Giovani, precari, a casa con i genitori. E la pensione è un sogno

di Gianluca Cicinelli

Prendi un migliaio di giovani sotto i 35 anni, gli chiedi cosa fanno, cosa hanno studiato, come e con chi vivono, e ti accorgi che la loro autonomia abitativa ed economica resta un sogno che non si realizzerà a breve. Un quadro desolante quello evidenziato dal Report del Consiglio Nazionale del Giovani in collaborazione con Eures  e anche una ricerca che lascia irrisolta qualche perplessità, come vedremo. A cinque anni dal completamento degli studi il 37% del campione ha un lavoro stabile, mentre un quarto degli intervistati è disoccupato. Soltanto il 12%, possiede una casa di proprietà e tra chi vorrebbe averla risulta che il 40% dei giovani non fa richiesta per un mutuo. Si può dire che siamo tornato molto indietro rispetto alle possibilità di autonomia dalla famiglia d’origine di trent’anni fa? Perchè questa ricomposizione sociale non si limita all’interno del nucleo familiare ma riguarda l’intera società italiana.

Torniamo ai nudi numeri che non lasciano molto spazio alla fantasia e ai ricami dialettici. Il 50,3% degli under 35 vive ancora con i propri genitori, quattro su diecio da soli o con un partner. A conferma dell’importanza del lavoro contrattualmente definito, il 56,3% dei giovani intervistati che e’ riuscito a creare un nucleo familiare aveva un lavoro stabile rispetto al 33% dei loro coetanei alle prese con lavori precari e discontinui. Si potrebbe pensare, volendo assolvere il sistema, che la causa di tanta instabilità sia da ricondurre a una formazione scolastica e professionale interrotta, ma non è così perchè a partire dal diploma di scuola media superiore o della laurea, dopo cinque anni solo un italiano su tre può contare su un lavoro stabile a fronte del 26% che consiste in giovani precari con contratto a termine e il 24% direttamente disoccupato. Sarebbe sbagliato leggere questo dato soltanto alla luce del presente perchè gli under 35 di oggi tra trent’anni circa saranno in età pensionabile e il sistema previdenziale italiano dovrà reggere l’urto di una massa critica che a causa del lassismo istituzionale nei controlli sulla regolarità del lavoro, leggi mancati contributi versati all’Inps, potrà contare più su interventi sociali che previdenziali.

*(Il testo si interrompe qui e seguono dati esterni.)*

use std::sync::Arc;

use anyhow::{Context as AnyhowContext, Result};
use winit::dpi::PhysicalSize;
use winit::window::Window;

/// Frames the presentation engine may queue ahead of the display.
const FRAME_LATENCY: u32 = 2;

pub(crate) struct GpuContext {
    pub _instance: wgpu::Instance,
    pub surface: wgpu::Surface<'static>,
    pub device: wgpu::Device,
    pub queue: wgpu::Queue,
    pub config: wgpu::SurfaceConfiguration,
    pub size: PhysicalSize<u32>,
    pub surface_format: wgpu::TextureFormat,
}

impl GpuContext {
    pub(crate) fn new(window: Arc<Window>) -> Result<Self> {
        let instance = wgpu::Instance::new(&wgpu::InstanceDescriptor {
            backends: wgpu::Backends::all(),
            flags: wgpu::InstanceFlags::default(),
            memory_budget_thresholds: wgpu::MemoryBudgetThresholds::default(),
            backend_options: wgpu::BackendOptions::default(),
        });

        let initial_size = window.inner_size();
        let surface = instance
            .create_surface(window)
            .context("failed to create rendering surface")?;

        let adapter = pollster::block_on(instance.request_adapter(&wgpu::RequestAdapterOptions {
            power_preference: wgpu::PowerPreference::default(),
            compatible_surface: Some(&surface),
            force_fallback_adapter: false,
        }))
        .context("failed to find a suitable GPU adapter")?;

        let adapter_info = adapter.get_info();
        let limits = adapter.limits();
        tracing::debug!(
            name = %adapter_info.name,
            backend = ?adapter_info.backend,
            device_type = ?adapter_info.device_type,
            "selected GPU adapter"
        );

        let max_dimension = limits.max_texture_dimension_2d;
        let requested_width = initial_size.width.max(1);
        let requested_height = initial_size.height.max(1);
        if requested_width > max_dimension || requested_height > max_dimension {
            anyhow::bail!(
                "GPU max texture dimension is {max_dimension}, requested surface is {requested_width}x{requested_height}"
            );
        }

        let (device, queue) = pollster::block_on(adapter.request_device(&wgpu::DeviceDescriptor {
            label: Some("orrery device"),
            required_features: wgpu::Features::empty(),
            required_limits: wgpu::Limits::default().using_resolution(limits),
            memory_hints: wgpu::MemoryHints::MemoryUsage,
            trace: wgpu::Trace::default(),
        }))
        .context("failed to create GPU device")?;

        let surface_caps = surface.get_capabilities(&adapter);
        // Texture data is written unconverted, the way a GL canvas treats it.
        let surface_format = surface_caps
            .formats
            .iter()
            .copied()
            .find(|format| !format.is_srgb())
            .or_else(|| surface_caps.formats.first().copied())
            .context("surface reports no supported formats")?;
        if surface_format.is_srgb() {
            tracing::warn!(
                ?surface_format,
                "no linear (non-sRGB) surface format available; colours will be gamma encoded"
            );
        }

        let present_mode = surface_caps
            .present_modes
            .iter()
            .copied()
            .find(|mode| *mode == wgpu::PresentMode::Fifo)
            .unwrap_or(wgpu::PresentMode::AutoVsync);
        let alpha_mode = surface_caps
            .alpha_modes
            .first()
            .copied()
            .unwrap_or(wgpu::CompositeAlphaMode::Auto);
        tracing::debug!(?present_mode, ?surface_format, "configuring surface");

        let size = PhysicalSize::new(requested_width, requested_height);
        let config = wgpu::SurfaceConfiguration {
            usage: wgpu::TextureUsages::RENDER_ATTACHMENT,
            format: surface_format,
            width: size.width,
            height: size.height,
            present_mode,
            alpha_mode,
            view_formats: vec![],
            desired_maximum_frame_latency: FRAME_LATENCY,
        };
        surface.configure(&device, &config);

        Ok(Self {
            _instance: instance,
            surface,
            device,
            queue,
            config,
            size,
            surface_format,
        })
    }

    pub(crate) fn resize(&mut self, new_size: PhysicalSize<u32>) {
        if new_size.width == 0 || new_size.height == 0 {
            return;
        }

        self.size = new_size;
        self.config.width = new_size.width;
        self.config.height = new_size.height;
        self.surface.configure(&self.device, &self.config);
    }

    /// Reapplies the current configuration after the surface was lost.
    pub(crate) fn reconfigure(&mut self) {
        self.surface.configure(&self.device, &self.config);
    }
}
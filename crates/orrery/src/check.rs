use std::sync::Arc;
use std::time::{Duration, Instant};

use anyhow::{Context, Result};
use renderer::{FileImageSource, HeadlessBackend, LoadStatus, Renderer};

use crate::cli::RunArgs;
use crate::paths::AppPaths;
use crate::run;

const TEXTURE_TIMEOUT: Duration = Duration::from_secs(10);
const FRAME_STEP: Duration = Duration::from_micros(16_667);

/// Compiles, links and renders `frames` frames on the headless backend.
///
/// Shader errors fail the command. Textures that cannot be decoded only
/// produce warnings since the placeholder keeps the frame drawable.
pub fn run_check(args: &RunArgs, frames: u32) -> Result<()> {
    let paths = AppPaths::discover()?;
    let settings = run::resolve(args, &paths)?;
    let config = settings.renderer;
    let (width, height) = config.surface_size;

    let images = Arc::new(FileImageSource::new(config.texture_root.clone()));
    let mut renderer = Renderer::initialize(
        HeadlessBackend::new(width, height),
        &config.shaders,
        images,
        &config.textures,
    )
    .context("shaders failed to build")?;
    let settled = renderer.wait_for_texture_loads(TEXTURE_TIMEOUT);

    let start = Instant::now();
    for frame in 0..frames {
        renderer
            .render_frame_at(start + FRAME_STEP * frame)
            .with_context(|| format!("frame {frame} failed"))?;
    }

    let draws: usize = renderer
        .backend()
        .frames()
        .map(|frame| frame.draws.len())
        .sum();
    println!("vertex shader:   {}", settings.vertex_origin);
    println!("fragment shader: {}", settings.fragment_origin);
    println!("frames rendered: {}", renderer.frames_rendered());
    println!("draw calls:      {draws}");
    println!("surface:         {width}x{height}");

    let mut failed = 0;
    for texture in renderer.textures().iter() {
        let status = match texture.status() {
            LoadStatus::Ready => "ready",
            LoadStatus::Failed => {
                failed += 1;
                "failed"
            }
            LoadStatus::Loading => "loading",
            LoadStatus::Placeholder => "placeholder",
        };
        println!("  {:<8} {:<12} {}", texture.body(), status, texture.source());
    }
    if !settled {
        tracing::warn!(
            pending = renderer.textures().pending(),
            "texture decodes still running after timeout"
        );
    }
    if failed > 0 {
        tracing::warn!(failed, "some textures fell back to the placeholder");
    }
    println!("check passed");
    Ok(())
}

#[cfg(test)]
mod tests {
    use super::*;
    use renderer::{CelestialBody, ShaderSources, TextureManifest};

    #[test]
    fn builtin_shaders_keep_every_body_texture_active() {
        let dir = tempfile::tempdir().unwrap();
        let shaders = ShaderSources::new(run::BUILTIN_VERTEX, run::BUILTIN_FRAGMENT);
        let renderer = Renderer::initialize(
            HeadlessBackend::new(64, 64),
            &shaders,
            Arc::new(FileImageSource::new(dir.path())),
            &TextureManifest::conventional(),
        )
        .expect("built-in shaders compile and link");

        let locations = renderer.program().locations();
        for body in CelestialBody::ALL {
            assert!(locations.sampler(body).is_some(), "{body} sampler unused");
        }
    }
}
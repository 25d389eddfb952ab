use std::sync::Arc;
use std::time::Duration;

use anyhow::Result;
use crossbeam_channel::{bounded, Receiver, Sender};
use renderer::gpu::headless::FrameRecord;
use renderer::gpu::{UniformLocation, UniformValue};
use renderer::types::Uniform;
use renderer::{
    CelestialBody, DecodedImage, HeadlessBackend, ImageSource, InputCommand, LoadStatus,
    RenderError, Renderer, ShaderSources, StageKind, TextureManifest, BODY_COUNT,
    PLACEHOLDER_PIXEL,
};

const PASS_THROUGH_VERTEX: &str = r"
layout(location = 0) in vec2 a_position;
void main() {
    gl_Position = vec4(a_position, 0.0, 1.0);
}
";

const SOLID_FRAGMENT: &str = r"
layout(location = 0) out vec4 fragColor;
void main() {
    fragColor = vec4(1.0, 0.5, 0.0, 1.0);
}
";

const UV_VERTEX: &str = r"
layout(location = 0) in vec2 a_position;
layout(location = 1) in vec2 a_uv;
layout(location = 0) out vec2 v_uv;
void main() {
    v_uv = a_uv;
    gl_Position = vec4(a_position * u_zoom, 0.0, 1.0);
}
";

/// Samples every body so all ten sampler uniforms stay active.
const ALL_BODIES_FRAGMENT: &str = r"
layout(location = 0) in vec2 v_uv;
layout(location = 0) out vec4 fragColor;
void main() {
    vec4 color = texture(u_texture_earth, v_uv)
        + texture(u_texture_mars, v_uv)
        + texture(u_texture_jupiter, v_uv)
        + texture(u_texture_mercury, v_uv)
        + texture(u_texture_neptune, v_uv)
        + texture(u_texture_saturn, v_uv)
        + texture(u_texture_uranus, v_uv)
        + texture(u_texture_venus, v_uv)
        + texture(u_texture_sun, v_uv)
        + texture(u_texture_stars, v_uv);
    float t = u_time + u_dt + float(u_starMode + u_orbit);
    fragColor = vec4(color.rgb * 0.1 + vec3(u_mouse, t) / u_resolution.x, 1.0);
}
";

/// Hands out a red 4x2 image once the gate opens.
struct GatedImages {
    gate: Receiver<()>,
}

impl GatedImages {
    fn new() -> (Self, Sender<()>) {
        let (open, gate) = bounded(0);
        (Self { gate }, open)
    }
}

impl ImageSource for GatedImages {
    fn fetch(&self, _id: &str) -> Result<DecodedImage> {
        // Dropping the sender releases every waiting decode at once.
        let _ = self.gate.recv();
        Ok(DecodedImage {
            width: 4,
            height: 2,
            pixels: [200u8, 0, 0, 255].repeat(8),
        })
    }
}

fn start(
    vertex: &str,
    fragment: &str,
) -> (Result<Renderer<HeadlessBackend>, RenderError>, Sender<()>) {
    let (images, open) = GatedImages::new();
    let renderer = Renderer::initialize(
        HeadlessBackend::new(640, 360),
        &ShaderSources::new(vertex, fragment),
        Arc::new(images),
        &TextureManifest::conventional(),
    );
    (renderer, open)
}

fn last_frame(renderer: &Renderer<HeadlessBackend>) -> &FrameRecord {
    renderer.backend().last_frame().expect("a recorded frame")
}

#[test]
fn one_frame_issues_one_six_index_draw() {
    let (renderer, _open) = start(PASS_THROUGH_VERTEX, SOLID_FRAGMENT);
    let mut renderer = renderer.expect("minimal shaders initialise");
    renderer.render_frame().expect("frame");

    let frame = last_frame(&renderer);
    assert_eq!(frame.draws.len(), 1);
    let draw = &frame.draws[0];
    assert_eq!(draw.index_count, 6);
    assert_eq!(draw.program, Some(renderer.program().id()));
    assert_eq!(draw.mesh, Some(renderer.mesh().id()));
    assert_eq!(frame.viewport, Some((640, 360)));
    assert_eq!(frame.clear, Some([0.0, 0.0, 0.0, 1.0]));
    assert!(frame.mesh_released);
    // The solid fragment reads no uniform, so nothing was written.
    assert!(frame.uniforms.is_empty());
    assert_eq!(renderer.frames_rendered(), 1);
}

#[test]
fn only_read_uniforms_are_written() {
    let fragment = r"
layout(location = 0) out vec4 fragColor;
void main() {
    fragColor = vec4(u_zoom, 0.0, 0.0, 1.0);
}
";
    let (renderer, _open) = start(PASS_THROUGH_VERTEX, fragment);
    let mut renderer = renderer.expect("initialise");
    let locations = renderer.program().locations();
    assert_eq!(
        locations.uniform(Uniform::Zoom),
        Some(UniformLocation::Block { offset: 24 })
    );
    for uniform in Uniform::ALL.into_iter().filter(|u| *u != Uniform::Zoom) {
        assert_eq!(locations.uniform(uniform), None, "{}", uniform.name());
    }

    renderer.render_frame().expect("frame");
    let frame = last_frame(&renderer);
    assert_eq!(
        frame.uniforms,
        vec![(UniformLocation::Block { offset: 24 }, UniformValue::Float(1.0))]
    );
    assert!(frame.sampler_units.is_empty());
}

#[test]
fn initialise_keeps_only_program_textures_and_mesh() {
    let (renderer, _open) = start(UV_VERTEX, ALL_BODIES_FRAGMENT);
    let renderer = renderer.expect("initialise");
    let backend = renderer.backend();
    assert_eq!(backend.live_shaders(), 0);
    assert_eq!(backend.live_programs(), 1);
    assert_eq!(backend.live_textures(), BODY_COUNT);
    assert_eq!(backend.live_meshes(), 1);
}

#[test]
fn placeholder_is_bound_until_decode_completes() {
    let (renderer, open) = start(UV_VERTEX, ALL_BODIES_FRAGMENT);
    let mut renderer = renderer.expect("initialise");
    assert!(renderer
        .textures()
        .iter()
        .all(|texture| texture.status() == LoadStatus::Loading));

    renderer.pump_texture_loads();
    renderer.render_frame().expect("frame");
    let earth = renderer.textures().get(CelestialBody::Earth).id();
    let draw = &last_frame(&renderer).draws[0];
    assert_eq!(draw.textures.get(&0), Some(&earth));
    let levels = renderer.backend().texture_levels(earth).expect("levels");
    assert_eq!(levels.len(), 1);
    assert_eq!((levels[0].width, levels[0].height), (1, 1));
    assert_eq!(levels[0].pixel(0, 0), Some(PLACEHOLDER_PIXEL));

    drop(open);
    assert!(renderer.wait_for_texture_loads(Duration::from_secs(10)));
    renderer.render_frame().expect("frame");

    for texture in renderer.textures().iter() {
        assert_eq!(texture.status(), LoadStatus::Ready, "{}", texture.body());
    }
    let levels = renderer.backend().texture_levels(earth).expect("levels");
    let sizes: Vec<_> = levels.iter().map(|l| (l.width, l.height)).collect();
    assert_eq!(sizes, vec![(4, 2), (2, 1), (1, 1)]);
    assert_eq!(levels[0].pixel(3, 1), Some([200, 0, 0, 255]));
}

#[test]
fn sampler_units_are_stable_across_frames() {
    let (renderer, _open) = start(UV_VERTEX, ALL_BODIES_FRAGMENT);
    let mut renderer = renderer.expect("initialise");
    renderer.render_frame().expect("first frame");
    let first = last_frame(&renderer).clone();
    renderer.render_frame().expect("second frame");
    let second = last_frame(&renderer).clone();

    assert_eq!(first.sampler_units, second.sampler_units);
    assert_eq!(first.units, second.units);
    assert_eq!(first.sampler_units.len(), BODY_COUNT);
    for body in CelestialBody::ALL {
        assert_eq!(first.sampler_units.get(&body.unit()), Some(&body.unit()));
        assert_eq!(
            first.units.get(&body.unit()),
            Some(&renderer.textures().get(body).id())
        );
    }
}

#[test]
fn uniforms_follow_state_and_surface() {
    let (renderer, _open) = start(UV_VERTEX, ALL_BODIES_FRAGMENT);
    let mut renderer = renderer.expect("initialise");
    let zoom = renderer
        .program()
        .locations()
        .uniform(renderer::types::Uniform::Zoom)
        .expect("zoom is used");
    let resolution = renderer
        .program()
        .locations()
        .uniform(renderer::types::Uniform::Resolution)
        .expect("resolution is used");

    renderer.state_mut().adjust_zoom(100.0);
    renderer.apply(InputCommand::ToggleOrbit);
    renderer.backend_mut().set_drawable_size(800, 600);
    renderer.render_frame().expect("frame");

    let frame = last_frame(&renderer);
    assert_eq!(frame.viewport, Some((800, 600)));
    let UniformLocation::Block { offset } = zoom else {
        panic!("zoom lives in the uniform block");
    };
    assert_eq!(frame.block_value(offset), Some(UniformValue::Float(5.0)));
    let UniformLocation::Block { offset } = resolution else {
        panic!("resolution lives in the uniform block");
    };
    assert_eq!(
        frame.block_value(offset),
        Some(UniformValue::Vec2([800.0, 600.0]))
    );

    renderer.apply(InputCommand::ResetView);
    renderer.render_frame().expect("frame");
    assert_eq!(renderer.state().zoom(), 1.0);
    assert_eq!(renderer.state().pointer(), [0.0, 0.0]);
    let UniformLocation::Block { offset } = zoom else {
        unreachable!();
    };
    assert_eq!(
        last_frame(&renderer).block_value(offset),
        Some(UniformValue::Float(1.0))
    );
}

#[test]
fn compile_failure_prevents_start() {
    let (renderer, _open) = start(PASS_THROUGH_VERTEX, "void main() { fragColor = ; }");
    match renderer {
        Err(RenderError::Compile { stage, log }) => {
            assert_eq!(stage, StageKind::Fragment);
            assert!(log.contains("fragment.glsl"), "{log}");
        }
        Err(other) => panic!("unexpected error: {other}"),
        Ok(_) => panic!("a broken fragment shader must not start"),
    }
}

#[test]
fn link_failure_prevents_start() {
    let fragment = r"
layout(location = 2) in vec3 v_normal;
layout(location = 0) out vec4 fragColor;
void main() { fragColor = vec4(v_normal, 1.0); }
";
    let (renderer, _open) = start(PASS_THROUGH_VERTEX, fragment);
    let Err(err) = renderer else {
        panic!("an unwritten fragment input must not start");
    };
    assert!(matches!(err, RenderError::Link { .. }));
    assert!(err.log().contains("location 2"), "{}", err.log());
}

#[test]
fn failed_begin_frame_skips_the_tick() {
    let (renderer, _open) = start(PASS_THROUGH_VERTEX, SOLID_FRAGMENT);
    let mut renderer = renderer.expect("initialise");
    renderer
        .backend_mut()
        .fail_next_frame(renderer::FrameError::Timeout);
    assert!(renderer.render_frame().is_err());
    assert_eq!(renderer.frames_rendered(), 0);
    assert_eq!(renderer.clock().time(), 0.0);

    renderer.render_frame().expect("recovers");
    assert_eq!(renderer.backend().frames_completed(), 1);
}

Particolarmente indicativo il dato che sul campione in esame soltanto il 6,5% ha figli mentre il 33% non li vuole o non ha previsto di averne. Il motivo è sempre lo stesso, la mancanza di garanzie occupazionali nel presente e nel futuro. E’ talmente lontano dall’orizzonte dei giovani il problema pensionistico che a domande precise su come funzioni la previdenza italiana che il 68% di loro non sa come si calcola il 44% pensa che l’età per la pensione sia dopo i 70 anni. Ancora più gravi il disagio e l’angoscia percepito da otto ragazzi su dieci per la futura pensione, con il 29% di loro che esprime paura, il 24% frustrazione e il 25% rassegnazione. Va adesso segnalata una discrepanza in questa ricerca da sottoporre ai più attenti tra i lettori e lettrici. Se il 68% degli under 35 intervistati non ha idea di come funzioni il sistema pensionistico è poi curioso trovare tra i dati esaminati che il 38,3% sarebbe a favore della riforma Fornero, 37,4% i contrari e 18,6% neutrali. E’ un dato abbastanza sospetto, puzza di politica più che di ricerca statistica, confermato dalla preoccupazione che avrebbe il 34,1% del campione di risanare le casse dell’Inps tramite il sistema contributivo, mentre il 10,3% ritiene invece che tale riforma responsabilizzerà i giovani sulla costruzione del proprio futuro e il 15,8% che stimolerà nelle imprese una maggiore sensibilità verso la situazione dei giovani.

Bisognerebbe capire come sono state poste le domande. Non è costume di chi scrive criticare il metodo di ricerca che sicuramente si basa su fondamenta solide, tuttavia il dato che abbiamo messo a confronto è estremamente stridente e necessiterebbe di spiegazioni ulteriori. Una contraddizione che si accentua quando viene sottoposta ai giovani una domanda sui possibili effetti negativi che comporta il mancato versamento dei contributi. Il 36,5% pensa che comporterà la diminuzione degli importi dell’assegno pensionistico e il 12,9% ritiene che così si rafforzi il potere di ricatto delle imprese sui giovani. Ciò su cui tutti concordano, il 94%, è che dovrebbe essere lo Stato a impegnare le proprie risorse per assicurare una pensione adeguata alle nuove generazioni, per esempio con i contributi figurativi. Insomma mentre una prima parte di questa ricerca presenta tratti interessanti relativi al puro dato statistico sulle condizioni oggettive in cui vive la maggior parte dei giovani al di sotto dei 35 anni, il resto della ricerca deresponsabilizza l’evasione contributiva dei “padroni”, perdonerete il termine antico, o delle aziende, chiedendo o facendo chiedere a chi dichiaratamente ammette di non sapere quasi nulla del sistema pensionistico un intervento risolutivo dello Stato anzichè dei privati che dovrebbero versare i contributi. In macroeconomia e negli ambienti accademici tale teoria si definisce: fare i liberisti col culo degli altri.